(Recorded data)
· · ·

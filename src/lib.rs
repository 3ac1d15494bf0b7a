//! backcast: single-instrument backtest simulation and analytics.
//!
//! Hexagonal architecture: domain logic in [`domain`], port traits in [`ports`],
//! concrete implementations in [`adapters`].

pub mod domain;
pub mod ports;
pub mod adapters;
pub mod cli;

· · ·

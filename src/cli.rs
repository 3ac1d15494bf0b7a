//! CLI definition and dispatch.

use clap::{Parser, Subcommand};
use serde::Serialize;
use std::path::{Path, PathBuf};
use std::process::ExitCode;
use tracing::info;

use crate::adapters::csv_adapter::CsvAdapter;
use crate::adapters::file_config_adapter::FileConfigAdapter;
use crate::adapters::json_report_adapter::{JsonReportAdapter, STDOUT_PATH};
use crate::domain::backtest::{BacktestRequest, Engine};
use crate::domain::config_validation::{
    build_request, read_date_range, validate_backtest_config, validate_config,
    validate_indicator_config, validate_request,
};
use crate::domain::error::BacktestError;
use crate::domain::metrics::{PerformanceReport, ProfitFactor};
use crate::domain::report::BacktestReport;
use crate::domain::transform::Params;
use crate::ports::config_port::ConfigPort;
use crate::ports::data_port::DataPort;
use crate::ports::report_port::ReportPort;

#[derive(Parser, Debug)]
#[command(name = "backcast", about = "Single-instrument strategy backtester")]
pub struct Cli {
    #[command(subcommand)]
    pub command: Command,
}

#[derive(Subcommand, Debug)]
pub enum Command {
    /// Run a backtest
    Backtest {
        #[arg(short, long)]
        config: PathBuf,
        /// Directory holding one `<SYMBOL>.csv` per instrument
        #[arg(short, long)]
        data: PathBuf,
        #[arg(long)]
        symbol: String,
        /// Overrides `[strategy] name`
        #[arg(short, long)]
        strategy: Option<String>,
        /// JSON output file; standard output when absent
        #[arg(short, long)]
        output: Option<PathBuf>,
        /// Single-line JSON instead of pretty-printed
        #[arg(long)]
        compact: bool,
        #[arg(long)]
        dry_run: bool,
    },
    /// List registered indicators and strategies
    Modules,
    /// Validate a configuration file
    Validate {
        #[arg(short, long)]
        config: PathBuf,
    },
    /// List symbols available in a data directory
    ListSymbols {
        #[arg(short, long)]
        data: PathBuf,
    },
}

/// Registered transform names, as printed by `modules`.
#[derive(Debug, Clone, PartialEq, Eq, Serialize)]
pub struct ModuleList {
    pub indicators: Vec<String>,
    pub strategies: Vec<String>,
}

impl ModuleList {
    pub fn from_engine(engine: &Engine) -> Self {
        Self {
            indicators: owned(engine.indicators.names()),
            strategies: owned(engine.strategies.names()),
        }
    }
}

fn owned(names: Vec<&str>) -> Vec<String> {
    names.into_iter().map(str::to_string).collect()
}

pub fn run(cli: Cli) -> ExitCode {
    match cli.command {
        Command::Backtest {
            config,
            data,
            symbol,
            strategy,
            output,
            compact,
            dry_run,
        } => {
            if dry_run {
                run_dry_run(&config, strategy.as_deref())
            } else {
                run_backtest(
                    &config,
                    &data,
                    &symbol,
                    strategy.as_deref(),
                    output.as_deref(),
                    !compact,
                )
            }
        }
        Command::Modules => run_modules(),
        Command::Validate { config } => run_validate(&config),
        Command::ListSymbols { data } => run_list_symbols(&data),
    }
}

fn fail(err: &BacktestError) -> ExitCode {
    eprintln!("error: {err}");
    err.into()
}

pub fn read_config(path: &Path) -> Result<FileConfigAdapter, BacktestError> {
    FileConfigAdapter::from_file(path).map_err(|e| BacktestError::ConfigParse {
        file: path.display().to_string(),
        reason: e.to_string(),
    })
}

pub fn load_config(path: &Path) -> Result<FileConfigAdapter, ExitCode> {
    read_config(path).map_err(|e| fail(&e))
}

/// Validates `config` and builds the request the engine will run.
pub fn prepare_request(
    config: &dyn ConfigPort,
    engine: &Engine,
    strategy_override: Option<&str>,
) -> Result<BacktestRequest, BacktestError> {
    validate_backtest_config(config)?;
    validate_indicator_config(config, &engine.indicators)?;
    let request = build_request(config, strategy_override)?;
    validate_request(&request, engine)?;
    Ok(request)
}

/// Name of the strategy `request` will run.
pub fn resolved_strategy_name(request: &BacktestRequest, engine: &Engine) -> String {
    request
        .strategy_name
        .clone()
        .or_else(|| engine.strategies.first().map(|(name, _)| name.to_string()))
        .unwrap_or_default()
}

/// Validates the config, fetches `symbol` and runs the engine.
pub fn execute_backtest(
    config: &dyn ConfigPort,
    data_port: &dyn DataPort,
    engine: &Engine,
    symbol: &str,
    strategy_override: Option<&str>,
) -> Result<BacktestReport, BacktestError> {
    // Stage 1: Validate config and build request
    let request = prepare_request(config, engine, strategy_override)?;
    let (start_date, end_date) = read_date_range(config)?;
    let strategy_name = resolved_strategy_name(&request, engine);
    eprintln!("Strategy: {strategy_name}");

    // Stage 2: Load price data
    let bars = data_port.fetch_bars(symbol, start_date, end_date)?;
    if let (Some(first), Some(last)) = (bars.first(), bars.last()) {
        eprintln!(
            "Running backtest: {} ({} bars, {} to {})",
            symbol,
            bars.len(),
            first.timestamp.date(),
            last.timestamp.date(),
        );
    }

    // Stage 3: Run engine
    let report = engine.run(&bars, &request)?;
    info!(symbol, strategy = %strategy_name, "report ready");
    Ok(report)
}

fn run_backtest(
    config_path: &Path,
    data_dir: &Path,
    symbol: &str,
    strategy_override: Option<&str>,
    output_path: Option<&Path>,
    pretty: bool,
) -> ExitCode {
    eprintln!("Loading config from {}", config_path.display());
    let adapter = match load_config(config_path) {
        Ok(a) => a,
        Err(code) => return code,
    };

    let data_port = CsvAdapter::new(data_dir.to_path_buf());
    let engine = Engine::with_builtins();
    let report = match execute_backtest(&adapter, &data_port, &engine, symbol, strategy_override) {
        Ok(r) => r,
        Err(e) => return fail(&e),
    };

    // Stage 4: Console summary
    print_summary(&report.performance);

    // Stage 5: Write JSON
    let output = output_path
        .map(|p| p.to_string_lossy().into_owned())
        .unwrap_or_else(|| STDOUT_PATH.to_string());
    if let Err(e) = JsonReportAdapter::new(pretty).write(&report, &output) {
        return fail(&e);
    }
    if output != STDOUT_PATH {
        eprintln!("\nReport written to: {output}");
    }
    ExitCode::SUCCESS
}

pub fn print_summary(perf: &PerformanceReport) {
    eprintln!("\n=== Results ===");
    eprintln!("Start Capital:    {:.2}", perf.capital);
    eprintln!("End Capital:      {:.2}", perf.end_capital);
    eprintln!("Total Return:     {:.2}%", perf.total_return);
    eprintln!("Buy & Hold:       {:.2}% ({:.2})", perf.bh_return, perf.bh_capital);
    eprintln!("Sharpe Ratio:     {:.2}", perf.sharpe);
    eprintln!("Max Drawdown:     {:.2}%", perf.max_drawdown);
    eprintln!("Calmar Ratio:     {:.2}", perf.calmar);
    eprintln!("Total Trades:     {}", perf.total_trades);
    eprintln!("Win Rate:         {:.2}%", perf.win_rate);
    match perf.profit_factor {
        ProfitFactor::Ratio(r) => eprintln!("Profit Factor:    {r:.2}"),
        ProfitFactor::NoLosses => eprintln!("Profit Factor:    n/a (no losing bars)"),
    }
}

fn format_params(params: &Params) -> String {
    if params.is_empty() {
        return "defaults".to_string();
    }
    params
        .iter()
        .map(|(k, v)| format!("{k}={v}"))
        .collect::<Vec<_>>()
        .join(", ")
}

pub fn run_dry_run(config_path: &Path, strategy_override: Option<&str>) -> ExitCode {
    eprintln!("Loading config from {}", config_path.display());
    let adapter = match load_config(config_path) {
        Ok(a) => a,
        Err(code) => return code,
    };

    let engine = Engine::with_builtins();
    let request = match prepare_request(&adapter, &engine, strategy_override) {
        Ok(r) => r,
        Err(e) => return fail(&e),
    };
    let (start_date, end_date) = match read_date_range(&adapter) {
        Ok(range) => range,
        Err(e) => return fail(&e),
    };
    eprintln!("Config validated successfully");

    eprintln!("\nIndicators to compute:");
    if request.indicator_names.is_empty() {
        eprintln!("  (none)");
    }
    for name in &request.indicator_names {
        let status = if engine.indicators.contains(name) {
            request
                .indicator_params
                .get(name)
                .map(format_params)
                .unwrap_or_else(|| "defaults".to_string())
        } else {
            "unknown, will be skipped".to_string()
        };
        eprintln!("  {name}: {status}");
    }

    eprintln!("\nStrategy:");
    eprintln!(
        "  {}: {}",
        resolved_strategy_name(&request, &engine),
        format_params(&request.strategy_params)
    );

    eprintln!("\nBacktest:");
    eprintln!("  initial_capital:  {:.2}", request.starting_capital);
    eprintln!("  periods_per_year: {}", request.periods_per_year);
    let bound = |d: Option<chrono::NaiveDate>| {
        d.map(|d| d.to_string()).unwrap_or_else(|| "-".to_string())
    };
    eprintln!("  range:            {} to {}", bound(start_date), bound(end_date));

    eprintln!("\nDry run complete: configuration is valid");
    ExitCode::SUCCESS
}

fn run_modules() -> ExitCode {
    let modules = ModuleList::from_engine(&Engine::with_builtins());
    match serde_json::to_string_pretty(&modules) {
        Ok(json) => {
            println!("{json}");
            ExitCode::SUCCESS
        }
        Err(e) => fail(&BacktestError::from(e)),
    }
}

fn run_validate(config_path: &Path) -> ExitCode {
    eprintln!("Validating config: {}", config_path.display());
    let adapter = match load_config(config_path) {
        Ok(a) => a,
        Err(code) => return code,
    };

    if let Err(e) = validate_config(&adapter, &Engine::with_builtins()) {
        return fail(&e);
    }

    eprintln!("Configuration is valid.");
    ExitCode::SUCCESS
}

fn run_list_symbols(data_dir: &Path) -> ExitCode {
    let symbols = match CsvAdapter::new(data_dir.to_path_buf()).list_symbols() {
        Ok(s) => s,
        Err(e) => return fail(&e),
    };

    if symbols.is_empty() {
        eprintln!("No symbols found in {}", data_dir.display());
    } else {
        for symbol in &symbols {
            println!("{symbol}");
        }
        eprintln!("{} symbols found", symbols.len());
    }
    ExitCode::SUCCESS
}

· · ·

_Exercise goal:_
Each line above that has the word "filename" should be copied.

_Exercise result:_
filename src/lib.rs
filename src/cli.rs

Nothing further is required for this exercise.